Xenon attenuates cardiopulmonary bypass-induced neurologic and neurocognitive dysfunction in the rat.

Abstract

With clinical data suggesting a role for excitatory amino acid neurotransmission in the pathogenesis of cardiopulmonary bypass (CPB)-associated brain injury, the current study was designed to determine whether xenon, an N-methyl-D-aspartate receptor antagonist, would attenuate CPB-induced neurologic and neurocognitive dysfunction in the rat. Following surgical preparation, rats were randomly divided into four groups: (1) sham rats were cannulated but did not undergo CPB; (2) CPB rats were subjected to 60 min of CPB using a membrane oxygenator receiving a gas mixture of 30% O2, 65% N2, and 5% CO2; (3) CPB + MK801 rats received MK801 (0.15 mg/kg intravenous) 15 min prior to 60 min of CPB with the same gas mixture; and (4) CPB + xenon rats underwent 60 min of CPB using an oxygenator receiving 30% O2, 60% xenon, 5% N2, and 5% CO2. Following CPB, the rats recovered for 12 days, during which they underwent standardized neurologic and neurocognitive testing (Morris water maze). The sham and CPB + xenon groups had significantly better neurologic outcome compared to both the CPB and CPB + MK801 groups on postoperative days 1 and 3 (P < 0.05).

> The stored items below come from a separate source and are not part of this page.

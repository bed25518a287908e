use std::env;
use std::fs::{File, OpenOptions};
use std::io;
use std::path::{Path, PathBuf};
use std::sync::{Mutex, OnceLock};
use thiserror::Error;
use tracing::subscriber::SetGlobalDefaultError;
use tracing_subscriber::EnvFilter;

static TRACING_INIT: OnceLock<()> = OnceLock::new();

const DEFAULT_FILTER: &str = "info";

#[derive(Debug, Error)]
pub enum TelemetryError {
    #[error("cannot open trace log {}: {source}", path.display())]
    Open {
        path: PathBuf,
        #[source]
        source: io::Error,
    },
    #[error("another trace subscriber is already installed")]
    Install(#[from] SetGlobalDefaultError),
}

pub fn tracing_log_path() -> PathBuf {
    env::var("OVERLAY_TRACE_LOG")
        .map(PathBuf::from)
        .unwrap_or_else(|_| env::temp_dir().join("overlay_demo_trace.log"))
}

/// An explicit level wins over `RUST_LOG`.
pub fn env_filter(level: Option<&str>) -> EnvFilter {
    match level {
        Some(level) => EnvFilter::new(level),
        None => EnvFilter::try_from_default_env().unwrap_or_else(|_| EnvFilter::new(DEFAULT_FILTER)),
    }
}

fn open_log_file(path: &Path) -> Result<File, TelemetryError> {
    OpenOptions::new()
        .create(true)
        .append(true)
        .open(path)
        .map_err(|source| TelemetryError::Open {
            path: path.to_path_buf(),
            source,
        })
}

fn install(level: Option<&str>, path: &Path) -> Result<(), TelemetryError> {
    let file = open_log_file(path)?;
    let subscriber = tracing_subscriber::fmt()
        .with_env_filter(env_filter(level))
        .with_writer(Mutex::new(file))
        .with_ansi(false)
        .with_target(false)
        .finish();
    tracing::subscriber::set_global_default(subscriber)?;
    Ok(())
}

/// Sends trace output to a file; the terminal belongs to the demo UI.
///
/// Must run before the terminal enters raw mode: a failure is reported on stderr
/// and the demo carries on without tracing.
pub fn init_tracing(level: Option<&str>) {
    TRACING_INIT.get_or_init(|| {
        if let Err(err) = install(level, &tracing_log_path()) {
            eprintln!("tracing disabled: {err}");
        }
    });
}

#[cfg(test)]
mod tests {
    use super::{TelemetryError, env_filter, open_log_file};
    use std::env;

    #[test]
    fn explicit_level_overrides_environment() {
        let filter = env_filter(Some("debug"));
        assert_eq!(filter.to_string(), "debug");
    }

    #[test]
    fn unwritable_log_path_reports_the_path() {
        let path = env::temp_dir()
            .join("overlay_demo_missing_dir")
            .join("nested")
            .join("trace.log");
        let err = open_log_file(&path).expect_err("parent directory does not exist");
        assert!(matches!(err, TelemetryError::Open { .. }));
        assert!(err.to_string().contains("trace.log"));
    }
}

Compared to the CPB group, the sham, CPB + MK801, and CPB + xenon groups had better neurocognitive outcome on postoperative days 3 and 4 (P < 0.001). By the 12th day, the neurocognitive outcome remained significantly better in the CPB + xenon group compared to the CPB group (P < 0.01). These data indicate that CPB-induced neurologic and neurocognitive dysfunction can be attenuated by the administration of xenon, potentially related to its neuroprotective effect via N-methyl-D-aspartate receptor antagonism.